Proteins help repair and build muscle, and muscle speeds up basal metabolism. So we burn more when we’re at rest.

31. Eat Cayenne

Cayenne contains capsaicin, which accelerates the burning of fat in your body.

32. Eat pasta and brown rice

Pasta and brown rice are complex carbohydrates, and therefore absorbed more slowly by the body. They keep you fuller longer and are high in fiber.

33. Eat vegetables

They are low calorie foods and are packed with vitamins and minerals.

34. Eat more fruit

Eat more fruit , precisely for the same purpose as the previous point

35. Eat 5 times a day

It is better to eat 5 times a day in moderate amounts than to eat 3 times and binge. It keeps you fuller longer and the body burns more this way.

36. Drink apple vinegar

Acidic foods, such as apple vinegar, increase carbohydrate burning by up to 40% . Scientific studies show that this vinegar in particular is ideal for burning fat.

37. Eat foods rich in fiber

Fiber is essential to regulate the proper functioning of the intestines and makes us feel full.

38. Have oatmeal for breakfast

Breakfast with oats is a good choice for breakfast . Oats are a high-fibre food that speeds up the metabolism and is ideal for feeling fuller for longer. In addition, it is a cereal rich in protein, minerals and antioxidants.

39. …and with eggs

Research from the Journal Nutrition Research showed that eggs for breakfast make us feel full up to three hours later and burn calories for the next 24 hours.

40. Beware of diets

Losing weight is a slow and labor-intensive process. Miracle diets that promise quick results often cause a rebound effect later.

41. Do Yoga and Pilates

Yoga and Pilates help to stabilize the core, i.e. the abdominal area.

42. Avoid soft drinks

Soft drinks are drinks with a high sugar content.

43. Moderate alcohol consumption

Alcohol is considered a food with no nutritional value, but it provides calories.

44. Take a day off from thinking about diet

To keep motivation high for the rest of the week, it’s okay to go off the diet for a day.

45. Keep track of your results

Measures your increased strength, resistance, weight, etc. So you can see how you are improvising.

46. Breakfast

One of the most important meals of the day is breakfast . Don’t avoid it because it will affect you for the rest of the day.

47. Eat nuts

Nuts are high in fat, but they are unsaturated fat, which means they are healthy.

48. Know the quinoa

Quinoa is a cereal that contains high quality proteins, and is considered a complete source of amino acids. It helps build muscle and lose weight.
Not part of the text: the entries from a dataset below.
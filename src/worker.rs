//! Named worker threads with bounded shutdown.

use std::io;
use std::thread::{self, JoinHandle};
use std::time::{Duration, Instant};

const JOIN_POLL_INTERVAL: Duration = Duration::from_millis(5);

pub(crate) fn spawn_named<F, T>(name: &str, f: F) -> io::Result<JoinHandle<T>>
where
    F: FnOnce() -> T + Send + 'static,
    T: Send + 'static,
{
    thread::Builder::new().name(name.to_string()).spawn(f)
}

/// Wait up to `timeout` for a worker to finish.
///
/// Returns false when the deadline passed; the thread is left detached and
/// exits on its own once it observes its stop flag.
pub(crate) fn join_with_timeout(handle: JoinHandle<()>, timeout: Duration) -> bool {
    let name = handle.thread().name().unwrap_or("worker").to_string();
    let deadline = Instant::now() + timeout;
    while !handle.is_finished() {
        if Instant::now() >= deadline {
            log::warn!("{name} thread did not stop within {timeout:?}; detaching");
            return false;
        }
        thread::sleep(JOIN_POLL_INTERVAL);
    }
    if handle.join().is_err() {
        log::error!("{name} thread panicked");
    }
    true
}
//! Pixel primitives on `RgbImage`. Coordinates are inclusive and clamped to the
//! image; shapes entirely outside the image draw nothing.

use image::{Rgb, RgbImage};

use crate::detect::BoundingBox;

/// Clamp a box to the image, or `None` when it lies entirely outside.
pub fn clip(image: &RgbImage, bbox: BoundingBox) -> Option<BoundingBox> {
    let (width, height) = (image.width() as i32, image.height() as i32);
    let (left, right) = (bbox.x1.min(bbox.x2), bbox.x1.max(bbox.x2));
    let (top, bottom) = (bbox.y1.min(bbox.y2), bbox.y1.max(bbox.y2));
    if width == 0 || height == 0 || right < 0 || bottom < 0 || left >= width || top >= height {
        return None;
    }
    Some(BoundingBox::new(
        left.clamp(0, width - 1),
        top.clamp(0, height - 1),
        right.clamp(0, width - 1),
        bottom.clamp(0, height - 1),
    ))
}

pub fn fill_rect(image: &mut RgbImage, bbox: BoundingBox, color: Rgb<u8>) {
    let Some(b) = clip(image, bbox) else {
        return;
    };
    for y in b.y1..=b.y2 {
        for x in b.x1..=b.x2 {
            image.put_pixel(x as u32, y as u32, color);
        }
    }
}

/// Outline `thickness` pixels wide, growing inward from the box edge.
pub fn stroke_rect(image: &mut RgbImage, bbox: BoundingBox, color: Rgb<u8>, thickness: i32) {
    for inset in 0..thickness.max(1) {
        let (x1, y1) = (bbox.x1 + inset, bbox.y1 + inset);
        let (x2, y2) = (bbox.x2 - inset, bbox.y2 - inset);
        if x1 > x2 || y1 > y2 {
            break;
        }
        hline(image, x1, x2, y1, color);
        hline(image, x1, x2, y2, color);
        vline(image, x1, y1, y2, color);
        vline(image, x2, y1, y2, color);
    }
}

/// L-shaped accents of `length` pixels at each corner.
pub fn corner_accents(
    image: &mut RgbImage,
    bbox: BoundingBox,
    length: i32,
    color: Rgb<u8>,
    thickness: i32,
) {
    if length <= 0 {
        return;
    }
    let BoundingBox { x1, y1, x2, y2 } = bbox;
    for t in 0..thickness.max(1) {
        hline(image, x1, x1 + length, y1 + t, color);
        vline(image, x1 + t, y1, y1 + length, color);
        hline(image, x2 - length, x2, y1 + t, color);
        vline(image, x2 - t, y1, y1 + length, color);
        hline(image, x1, x1 + length, y2 - t, color);
        vline(image, x1 + t, y2 - length, y2, color);
        hline(image, x2 - length, x2, y2 - t, color);
        vline(image, x2 - t, y2 - length, y2, color);
    }
}

fn hline(image: &mut RgbImage, x1: i32, x2: i32, y: i32, color: Rgb<u8>) {
    fill_rect(image, BoundingBox::new(x1, y, x2, y), color);
}

fn vline(image: &mut RgbImage, x: i32, y1: i32, y2: i32, color: Rgb<u8>) {
    fill_rect(image, BoundingBox::new(x, y1, x, y2), color);
}

/// `overlay * alpha + base * (1 - alpha)`, per channel. Both images must share dimensions.
pub fn blend(overlay: &RgbImage, base: &RgbImage, alpha: f32) -> RgbImage {
    let alpha = alpha.clamp(0.0, 1.0);
    let mut out = base.clone();
    for (dst, (o, b)) in out
        .pixels_mut()
        .zip(overlay.pixels().zip(base.pixels()))
    {
        for c in 0..3 {
            let mixed = f32::from(o[c]) * alpha + f32::from(b[c]) * (1.0 - alpha);
            dst[c] = mixed.round().clamp(0.0, 255.0) as u8;
        }
    }
    out
}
49. If you have a dog, take it for a walk

Walking your dog is a good way to stay active and burn extra calories.

50. Light dinner

A useful strategy for losing weight is to eat more or less . Breakfast should be the strongest meal and dinner the lightest.

Bibliographic references:

  • Allison, David B.; Faith, Myles S. (1996). “Hypnosis as an adjunct to cognitive-behavioral psychotherapy for obesity: A meta-analytic reappraisal. Journal of Consulting and Clinical Psychology.
  • Burden, S; Todd, C; Hill, J; Lal, S (2012). Burden, Sorrel, ed. “Pre-operative Nutrition Support in Patients Undergoing Gastrointestinal Surgery” (PDF). The Cochrane Database of Systematic Reviews.
  • Harsha, D. W.; Bray, G. A. (2008). “Weight Loss and Blood Pressure Control (Pro). Hypertension.